For a long, long time (since Christie implemented it at Avendesora way back when) I’ve been wanting an easy, idiot-proof way of including an avatar in my posts. Having searched high and low for a Wordpress solution a few years back and failed to find anything (other than tedious workarounds that would require me to memorise the filename of each image and type it into the custom field of every post), I kind of gave it up, but it occurred to me today that perhaps advances have been made since 2.2 and I really ought to see what 2.6.1 plugins have to offer. And I wasn’t disappointed! I found a fantastically straightforward plugin that works via dropdown menu – as all such plugins should work – and is so dead simple to configure that I didn’t even have to tweak my layout code beyond sticking a few lines of CSS into the stylesheet.
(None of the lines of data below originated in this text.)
//! TikTok comment-feed adapter.
//!
//! TikTok re-renders the comment DOM aggressively and rarely exposes a
//! stable comment id, so identity falls back to a long text prefix. The
//! like control carries its state in `aria-pressed`.

use super::{ActionState, LoginProbe, ProviderAdapter};
use crate::engine::key::KeyInput;
use crate::view::{ViewError, ViewSession};
use async_trait::async_trait;

const COMMENTS_CONTROL: &str = "div[class*='DivCommentListContainer'], \
     div[data-e2e*='comment-list'], \
     button span[data-e2e='comment-icon'], \
     button[aria-label*='comments'], \
     a[href*='#comments']";

const LIST_ANCHOR: &str = "div[class*='DivCommentListContainer'], \
     div[data-e2e*='comment-list'], \
     div[class*='DivCommentContainer']";

const ITEM: &str = "div[class*='DivCommentObjectWrapper']";

const LIKE_CONTROL: &str = "[role='button'][aria-label*='like'], \
     [aria-label*='like'][class*='like'], \
     div[data-e2e*='comment-like']";

pub struct TikTok;

#[async_trait]
impl<V: ViewSession> ProviderAdapter<V> for TikTok {
    fn name(&self) -> &'static str {
        "tiktok"
    }

    fn origin(&self) -> &'static str {
        "https://www.tiktok.com"
    }

    fn comments_control_selector(&self) -> &'static str {
        COMMENTS_CONTROL
    }

    fn list_anchor_selector(&self) -> &'static str {
        LIST_ANCHOR
    }

    fn item_selector(&self) -> &'static str {
        ITEM
    }

    fn login_probe(&self) -> LoginProbe {
        LoginProbe {
            login_button: "button[data-e2e='top-login-button']",
            avatar: "img[class*='ImgAvatar'], div[class*='DivAvatarContainer'] img",
            challenge: "iframe[src*='captcha'], div[id*='captcha'], \
                 div[class*='captcha'], div[role='dialog']",
        }
    }

    async fn key_input(&self, view: &V, item: &V::Handle) -> Result<KeyInput, ViewError> {
        let stable_id = match view.read_attribute(item, "data-id").await? {
            Some(id) => Some(id),
            None => view.read_attribute(item, "data-comment-id").await?,
        };
        let text = view.read_text(item).await?;
        Ok(KeyInput {
            stable_id,
            text,
            author: None,
        })
    }

    async fn action_control(
        &self,
        view: &V,
        item: &V::Handle,
    ) -> Result<Option<V::Handle>, ViewError> {
        view.find_in(item, LIKE_CONTROL).await
    }

    async fn action_state(
        &self,
        view: &V,
        control: &V::Handle,
    ) -> Result<ActionState, ViewError> {
        let pressed = view.read_attribute(control, "aria-pressed").await?;
        Ok(match pressed.as_deref().map(str::to_ascii_lowercase) {
            Some(v) if v == "true" => ActionState::Engaged,
            Some(_) => ActionState::NotEngaged,
            // Controls without the attribute render it once interacted
            // with; treat as not yet engaged.
            None => ActionState::NotEngaged,
        })
    }
}
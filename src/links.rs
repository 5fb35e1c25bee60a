//! Link list loading and pre-validation.
//!
//! Reads newline-separated feed URLs, removes duplicates while preserving
//! order, and optionally drops links that a plain HTTP GET shows to be
//! dead. The traversal consumes the result as an ordered sequence and
//! processes each link independently.

use crate::config::LinksConfig;
use anyhow::{Context, Result};
use std::collections::HashSet;
use std::time::Duration;

const DESKTOP_UA: &str = "Mozilla/5.0 (Windows NT 10.0; Win64; x64) \
     AppleWebKit/537.36 (KHTML, like Gecko) Chrome/117.0.0.0 Safari/537.36";

pub async fn load_links(config: &LinksConfig) -> Result<Vec<String>> {
    let content = std::fs::read_to_string(&config.file)
        .with_context(|| format!("failed to read links file: {}", config.file))?;

    let mut seen = HashSet::new();
    let links: Vec<String> = content
        .lines()
        .map(str::trim)
        .filter(|line| !line.is_empty() && !line.starts_with('#'))
        .filter(|line| seen.insert(line.to_string()))
        .map(String::from)
        .collect();
    tracing::info!(count = links.len(), file = %config.file, "unique links loaded");

    if !config.validate {
        return Ok(links);
    }

    let client = reqwest::Client::builder()
        .user_agent(DESKTOP_UA)
        .timeout(Duration::from_secs(config.request_timeout_s))
        .build()
        .context("failed to build http client")?;

    let mut valid = Vec::with_capacity(links.len());
    for link in &links {
        if validate_url(&client, link).await {
            valid.push(link.clone());
        } else {
            tracing::warn!(link, "dead or unreachable link skipped");
        }
    }
    if valid.len() < links.len() {
        tracing::warn!(
            skipped = links.len() - valid.len(),
            "invalid or inaccessible links dropped"
        );
    }
    Ok(valid)
}

/// A link is valid unless it resolves to gone (404/410) or is unreachable.
/// Redirects are followed; all other statuses pass, since the real page
/// may still render behind auth walls or geo fences.
async fn validate_url(client: &reqwest::Client, url: &str) -> bool {
    match client.get(url).send().await {
        Ok(response) => !matches!(response.status().as_u16(), 404 | 410),
        Err(e) => {
            tracing::debug!(url, error = %e, "validation request failed");
            false
        }
    }
}
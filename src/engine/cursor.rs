//! Scroll cursor over a virtualized feed.
//!
//! Advances visibility in bounded sub-steps and re-acquires the live item
//! collection after every advance. Handles from a previous snapshot are
//! never reused; each snapshot re-resolves the anchor and its items.

use crate::engine::pacing::Pacing;
use crate::view::{ViewError, ViewSession};
use std::time::Duration;

pub struct FeedCursor<'a, V: ViewSession> {
    view: &'a V,
    anchor_selector: &'a str,
    item_selector: &'a str,
    step_px: u32,
    anchor_wait: Duration,
}

impl<'a, V: ViewSession> FeedCursor<'a, V> {
    pub fn new(
        view: &'a V,
        anchor_selector: &'a str,
        item_selector: &'a str,
        step_px: u32,
        anchor_wait: Duration,
    ) -> Self {
        Self {
            view,
            anchor_selector,
            item_selector,
            step_px: step_px.max(1),
            anchor_wait,
        }
    }

    /// Scroll the feed forward by `target_delta` pixels in sub-steps, with
    /// a pacing pause after each step. Falls back to a coarse whole-view
    /// scroll when element scrolling fails; fails with
    /// `CursorAdvanceFailed` only when the fallback fails too.
    pub async fn advance(
        &self,
        pacing: &mut dyn Pacing,
        target_delta: u32,
    ) -> Result<(), ViewError> {
        self.scroll(pacing, target_delta as i64).await
    }

    /// Small reverse scroll, same step/pause discipline as `advance`.
    pub async fn retreat(&self, pacing: &mut dyn Pacing, delta: u32) -> Result<(), ViewError> {
        self.scroll(pacing, -(delta as i64)).await
    }

    async fn scroll(&self, pacing: &mut dyn Pacing, delta: i64) -> Result<(), ViewError> {
        if delta == 0 {
            return Ok(());
        }
        let direction = delta.signum();
        let total = delta.unsigned_abs();

        match self.view.find_anchor(self.anchor_selector, self.anchor_wait).await {
            Ok(anchor) => {
                let mut scrolled: u64 = 0;
                while scrolled < total {
                    let step = u64::from(self.step_px).min(total - scrolled);
                    if let Err(e) = self
                        .view
                        .scroll_element_by(&anchor, direction * step as i64)
                        .await
                    {
                        if e.is_fatal() {
                            return Err(e);
                        }
                        tracing::debug!(error = %e, "element scroll failed, window fallback");
                        return self.fallback(pacing, direction, total - scrolled).await;
                    }
                    scrolled += step;
                    tokio::time::sleep(pacing.scroll_pause()).await;
                }
                Ok(())
            }
            Err(e) if e.is_fatal() => Err(e),
            Err(e) => {
                tracing::debug!(error = %e, "anchor missing for scroll, window fallback");
                self.fallback(pacing, direction, total).await
            }
        }
    }

    async fn fallback(
        &self,
        pacing: &mut dyn Pacing,
        direction: i64,
        remaining: u64,
    ) -> Result<(), ViewError> {
        let mut scrolled: u64 = 0;
        while scrolled < remaining {
            let step = u64::from(self.step_px).min(remaining - scrolled);
            self.view
                .scroll_window_by(direction * step as i64)
                .await
                .map_err(|e| {
                    if e.is_fatal() {
                        e
                    } else {
                        ViewError::CursorAdvanceFailed(e.to_string())
                    }
                })?;
            scrolled += step;
            tokio::time::sleep(pacing.scroll_pause()).await;
        }
        Ok(())
    }

    /// Re-resolve the live item collection from the current view state.
    /// Zero items is a valid snapshot, not an error; a missing anchor is
    /// `ContainerNotFound` and the caller decides how often to retry.
    pub async fn snapshot(&self) -> Result<Vec<V::Handle>, ViewError> {
        let anchor = self
            .view
            .find_anchor(self.anchor_selector, self.anchor_wait)
            .await?;
        self.view.find_all(&anchor, self.item_selector).await
    }
}
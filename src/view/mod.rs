//! Abstraction over the live rendered view (one browser tab).
//!
//! The traversal engine only ever talks to this trait; the real
//! implementation lives in [`cdp`] and the integration tests drive the
//! engine against a scripted in-memory view.

pub mod cdp;

use async_trait::async_trait;
use std::time::Duration;
use thiserror::Error;

/// Failure classification for view operations. The orchestrator matches on
/// these to decide between local retry, per-item downgrade, and aborting
/// the link.
#[derive(Debug, Error)]
pub enum ViewError {
    /// Wait/read race; retried locally within bounds.
    #[error("transient view error: {0}")]
    Transient(String),
    /// Structural anchor for the list is missing.
    #[error("container not found: {0}")]
    ContainerNotFound(String),
    /// Handle invalidated by a re-render. Never reused; the round
    /// re-acquires a fresh snapshot.
    #[error("element handle went stale")]
    ElementStale,
    /// Both the element scroll and the window fallback failed.
    #[error("cursor advance failed: {0}")]
    CursorAdvanceFailed(String),
    /// The view session itself is unusable; aborts the current link.
    #[error("view session unusable: {0}")]
    SessionFatal(String),
}

impl ViewError {
    pub fn is_fatal(&self) -> bool {
        matches!(self, ViewError::SessionFatal(_))
    }
}

/// Capability surface of a rendered view session.
///
/// Handles are valid only until the view re-renders; callers must treat
/// them as round-scoped and re-resolve via `find_anchor`/`find_all` rather
/// than caching them.
#[async_trait]
pub trait ViewSession: Send + Sync {
    type Handle: Send + Sync;

    async fn navigate(&self, url: &str) -> Result<(), ViewError>;

    /// Wait until the document is interactive/complete, bounded by `timeout`.
    async fn wait_ready(&self, timeout: Duration) -> Result<(), ViewError>;

    /// Locate a structural anchor, polling up to `timeout`. Yields
    /// `ContainerNotFound` when it never appears.
    async fn find_anchor(
        &self,
        selector: &str,
        timeout: Duration,
    ) -> Result<Self::Handle, ViewError>;

    /// Resolve all elements matching `selector` under `root`.
    async fn find_all(
        &self,
        root: &Self::Handle,
        selector: &str,
    ) -> Result<Vec<Self::Handle>, ViewError>;

    /// Resolve the first element matching `selector` under `root`, if any.
    /// Absence is an `Ok(None)`, not an error.
    async fn find_in(
        &self,
        root: &Self::Handle,
        selector: &str,
    ) -> Result<Option<Self::Handle>, ViewError>;

    async fn read_attribute(
        &self,
        handle: &Self::Handle,
        name: &str,
    ) -> Result<Option<String>, ViewError>;

    async fn read_text(&self, handle: &Self::Handle) -> Result<String, ViewError>;

    async fn click(&self, handle: &Self::Handle) -> Result<(), ViewError>;

    async fn scroll_into_view(&self, handle: &Self::Handle) -> Result<(), ViewError>;

    /// Scroll the element's own scroll container by `delta_px` (negative
    /// scrolls backward).
    async fn scroll_element_by(
        &self,
        handle: &Self::Handle,
        delta_px: i64,
    ) -> Result<(), ViewError>;

    /// Coarse whole-view fallback when element scrolling fails.
    async fn scroll_window_by(&self, delta_px: i64) -> Result<(), ViewError>;
}
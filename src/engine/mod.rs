pub mod cursor;
pub mod key;
pub mod pacing;
pub mod stagnation;

pub use cursor::FeedCursor;
pub use key::{resolve_key, KeyInput};
pub use pacing::{DisabledPacing, HumanPacing, Pacing};
pub use stagnation::StagnationTracker;
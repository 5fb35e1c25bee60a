//! End-of-feed detection.
//!
//! Virtualized feeds legitimately need several rounds to render newly
//! requested content, so a single empty round is not exhaustion. Repeated
//! rounds that contribute no previously-unseen keys are.

pub struct StagnationTracker {
    threshold: u32,
    stagnant: u32,
}

impl StagnationTracker {
    pub fn new(threshold: u32) -> Self {
        Self {
            threshold: threshold.max(1),
            stagnant: 0,
        }
    }

    /// Record the number of new keys a round discovered. Returns `true`
    /// when enough consecutive stagnant rounds have accumulated to call
    /// the feed exhausted.
    pub fn record_round(&mut self, new_keys: usize) -> bool {
        if new_keys == 0 {
            self.stagnant += 1;
        } else {
            self.stagnant = 0;
        }
        self.stagnant >= self.threshold
    }

    pub fn stagnant_rounds(&self) -> u32 {
        self.stagnant
    }

    pub fn threshold(&self) -> u32 {
        self.threshold
    }
}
And now I have an avatar on all my posts. I was so unnecessarily excited by this that I wasted a good hour or so uploading a tonne of icons, then going back and selecting one for each of my previous posts. Ah I’m easily pleased.

Here is a song to detract from the eyecandy-geekness of this entry:

[xspf]_start(FALSE, ‘order=5′)[/xspf]

It’s “God Knows…” by Hirano Aya, and it’s that song from Suzumiya Haruhi that my sister and I were supposed to sing at Animania last week. Neither of us had heard it before and the chorus gave us a helluva hard time (try it, it’s FAST!), but the song itself is really catchy! If you’re inclined to snag it, right-click on the player and you should see a “Download this song” option.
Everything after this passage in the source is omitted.